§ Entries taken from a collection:

· · ·

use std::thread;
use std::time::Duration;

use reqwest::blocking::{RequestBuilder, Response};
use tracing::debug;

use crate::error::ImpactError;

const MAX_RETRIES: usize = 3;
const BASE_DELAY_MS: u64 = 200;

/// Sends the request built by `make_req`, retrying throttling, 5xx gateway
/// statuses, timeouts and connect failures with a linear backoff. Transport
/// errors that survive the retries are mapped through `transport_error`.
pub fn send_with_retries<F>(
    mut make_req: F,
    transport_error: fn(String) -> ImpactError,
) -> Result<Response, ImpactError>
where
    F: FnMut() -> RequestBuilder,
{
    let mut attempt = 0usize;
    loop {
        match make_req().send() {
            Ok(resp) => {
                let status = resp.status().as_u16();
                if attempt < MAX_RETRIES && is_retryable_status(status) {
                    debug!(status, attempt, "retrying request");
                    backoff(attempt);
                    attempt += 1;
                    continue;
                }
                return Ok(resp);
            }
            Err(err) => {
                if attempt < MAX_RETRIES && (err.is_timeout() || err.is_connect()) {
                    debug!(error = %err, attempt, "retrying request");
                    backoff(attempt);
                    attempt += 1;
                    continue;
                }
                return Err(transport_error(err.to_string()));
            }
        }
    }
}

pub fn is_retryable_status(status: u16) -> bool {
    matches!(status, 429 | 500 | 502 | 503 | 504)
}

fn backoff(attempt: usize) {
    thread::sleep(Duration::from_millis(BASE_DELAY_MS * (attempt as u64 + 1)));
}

· · ·

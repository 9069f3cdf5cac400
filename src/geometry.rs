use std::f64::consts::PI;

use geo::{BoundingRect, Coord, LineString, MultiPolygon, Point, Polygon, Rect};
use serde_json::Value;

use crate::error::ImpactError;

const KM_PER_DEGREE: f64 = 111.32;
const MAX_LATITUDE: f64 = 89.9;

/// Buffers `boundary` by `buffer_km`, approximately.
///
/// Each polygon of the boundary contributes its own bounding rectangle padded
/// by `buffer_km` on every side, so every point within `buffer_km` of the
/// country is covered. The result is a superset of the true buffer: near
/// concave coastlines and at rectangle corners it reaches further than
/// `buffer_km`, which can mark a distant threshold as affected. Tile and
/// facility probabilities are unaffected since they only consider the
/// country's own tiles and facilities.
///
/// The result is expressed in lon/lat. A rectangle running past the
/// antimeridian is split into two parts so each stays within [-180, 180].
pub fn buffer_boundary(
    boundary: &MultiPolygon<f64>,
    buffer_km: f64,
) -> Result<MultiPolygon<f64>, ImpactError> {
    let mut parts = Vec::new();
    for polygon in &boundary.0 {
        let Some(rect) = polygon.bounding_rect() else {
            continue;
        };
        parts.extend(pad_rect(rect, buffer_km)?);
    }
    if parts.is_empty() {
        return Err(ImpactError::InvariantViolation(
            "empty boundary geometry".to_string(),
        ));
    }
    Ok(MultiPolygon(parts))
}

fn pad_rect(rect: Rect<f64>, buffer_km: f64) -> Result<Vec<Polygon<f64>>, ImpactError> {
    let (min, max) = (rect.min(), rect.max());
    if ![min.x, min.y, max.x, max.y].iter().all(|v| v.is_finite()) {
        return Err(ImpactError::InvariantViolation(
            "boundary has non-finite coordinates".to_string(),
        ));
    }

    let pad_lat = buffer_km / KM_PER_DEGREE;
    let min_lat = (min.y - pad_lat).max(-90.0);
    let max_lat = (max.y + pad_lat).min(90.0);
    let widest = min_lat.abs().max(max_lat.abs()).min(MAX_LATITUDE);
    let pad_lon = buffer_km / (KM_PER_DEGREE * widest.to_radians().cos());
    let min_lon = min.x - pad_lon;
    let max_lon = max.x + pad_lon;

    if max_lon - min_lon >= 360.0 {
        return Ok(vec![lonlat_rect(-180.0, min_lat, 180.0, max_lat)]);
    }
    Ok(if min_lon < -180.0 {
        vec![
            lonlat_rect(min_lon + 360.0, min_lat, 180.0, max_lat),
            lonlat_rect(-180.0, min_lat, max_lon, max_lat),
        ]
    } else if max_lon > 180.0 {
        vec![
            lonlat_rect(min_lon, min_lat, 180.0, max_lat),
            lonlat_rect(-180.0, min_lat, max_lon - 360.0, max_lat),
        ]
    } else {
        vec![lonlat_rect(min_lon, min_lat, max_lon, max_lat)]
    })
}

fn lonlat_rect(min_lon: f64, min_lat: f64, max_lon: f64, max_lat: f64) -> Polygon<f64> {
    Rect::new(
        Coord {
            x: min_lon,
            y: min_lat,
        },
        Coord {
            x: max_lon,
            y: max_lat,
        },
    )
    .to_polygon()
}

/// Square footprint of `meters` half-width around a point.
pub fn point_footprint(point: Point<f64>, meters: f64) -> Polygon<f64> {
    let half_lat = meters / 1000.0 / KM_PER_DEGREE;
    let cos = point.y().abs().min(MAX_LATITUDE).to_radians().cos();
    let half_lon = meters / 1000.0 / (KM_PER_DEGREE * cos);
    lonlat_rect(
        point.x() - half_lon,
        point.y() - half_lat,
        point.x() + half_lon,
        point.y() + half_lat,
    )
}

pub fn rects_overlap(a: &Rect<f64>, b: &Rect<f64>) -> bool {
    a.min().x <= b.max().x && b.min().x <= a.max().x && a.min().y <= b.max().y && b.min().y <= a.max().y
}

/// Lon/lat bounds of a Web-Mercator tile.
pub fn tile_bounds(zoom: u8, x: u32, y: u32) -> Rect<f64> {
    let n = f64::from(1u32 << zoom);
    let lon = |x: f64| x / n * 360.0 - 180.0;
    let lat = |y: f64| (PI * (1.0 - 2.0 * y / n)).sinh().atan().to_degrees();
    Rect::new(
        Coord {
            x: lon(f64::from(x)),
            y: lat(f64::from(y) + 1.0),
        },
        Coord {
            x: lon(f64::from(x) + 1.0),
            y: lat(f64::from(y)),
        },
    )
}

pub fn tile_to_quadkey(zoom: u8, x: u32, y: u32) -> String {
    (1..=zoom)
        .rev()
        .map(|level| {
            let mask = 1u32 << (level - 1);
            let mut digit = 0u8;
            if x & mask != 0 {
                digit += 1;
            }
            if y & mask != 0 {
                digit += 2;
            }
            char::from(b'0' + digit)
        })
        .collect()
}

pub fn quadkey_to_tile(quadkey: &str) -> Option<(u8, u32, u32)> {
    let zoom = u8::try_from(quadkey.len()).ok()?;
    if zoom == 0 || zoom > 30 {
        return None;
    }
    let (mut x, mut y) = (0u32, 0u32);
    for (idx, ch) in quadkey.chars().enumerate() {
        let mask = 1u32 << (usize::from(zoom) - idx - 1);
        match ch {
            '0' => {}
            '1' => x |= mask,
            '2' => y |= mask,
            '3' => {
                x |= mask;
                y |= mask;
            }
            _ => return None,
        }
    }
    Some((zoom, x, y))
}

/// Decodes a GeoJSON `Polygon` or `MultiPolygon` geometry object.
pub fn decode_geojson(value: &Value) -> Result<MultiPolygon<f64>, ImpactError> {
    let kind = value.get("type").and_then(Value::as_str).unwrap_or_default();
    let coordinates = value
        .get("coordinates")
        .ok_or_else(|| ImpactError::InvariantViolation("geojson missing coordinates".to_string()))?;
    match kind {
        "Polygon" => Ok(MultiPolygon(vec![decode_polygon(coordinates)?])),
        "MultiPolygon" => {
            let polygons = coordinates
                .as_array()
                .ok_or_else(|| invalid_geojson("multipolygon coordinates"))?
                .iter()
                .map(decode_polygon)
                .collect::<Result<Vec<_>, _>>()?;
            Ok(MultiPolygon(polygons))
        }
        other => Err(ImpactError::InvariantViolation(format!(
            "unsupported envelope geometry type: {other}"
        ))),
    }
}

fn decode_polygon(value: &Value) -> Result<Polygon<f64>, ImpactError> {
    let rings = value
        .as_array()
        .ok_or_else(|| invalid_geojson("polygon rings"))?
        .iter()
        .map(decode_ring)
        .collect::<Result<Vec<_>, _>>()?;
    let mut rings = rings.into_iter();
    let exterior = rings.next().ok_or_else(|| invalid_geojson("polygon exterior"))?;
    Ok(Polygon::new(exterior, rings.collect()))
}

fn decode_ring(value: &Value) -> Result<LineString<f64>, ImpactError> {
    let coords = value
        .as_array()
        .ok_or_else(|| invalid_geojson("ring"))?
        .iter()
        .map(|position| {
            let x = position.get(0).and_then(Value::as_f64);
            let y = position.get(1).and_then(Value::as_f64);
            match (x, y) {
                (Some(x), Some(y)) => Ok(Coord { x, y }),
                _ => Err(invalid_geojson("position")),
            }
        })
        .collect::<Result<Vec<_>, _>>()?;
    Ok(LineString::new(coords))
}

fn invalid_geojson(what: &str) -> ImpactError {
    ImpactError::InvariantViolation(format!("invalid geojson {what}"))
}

· · ·

The answer must be one number: how many lines in the records above contain "Response".

§ RESULT: 2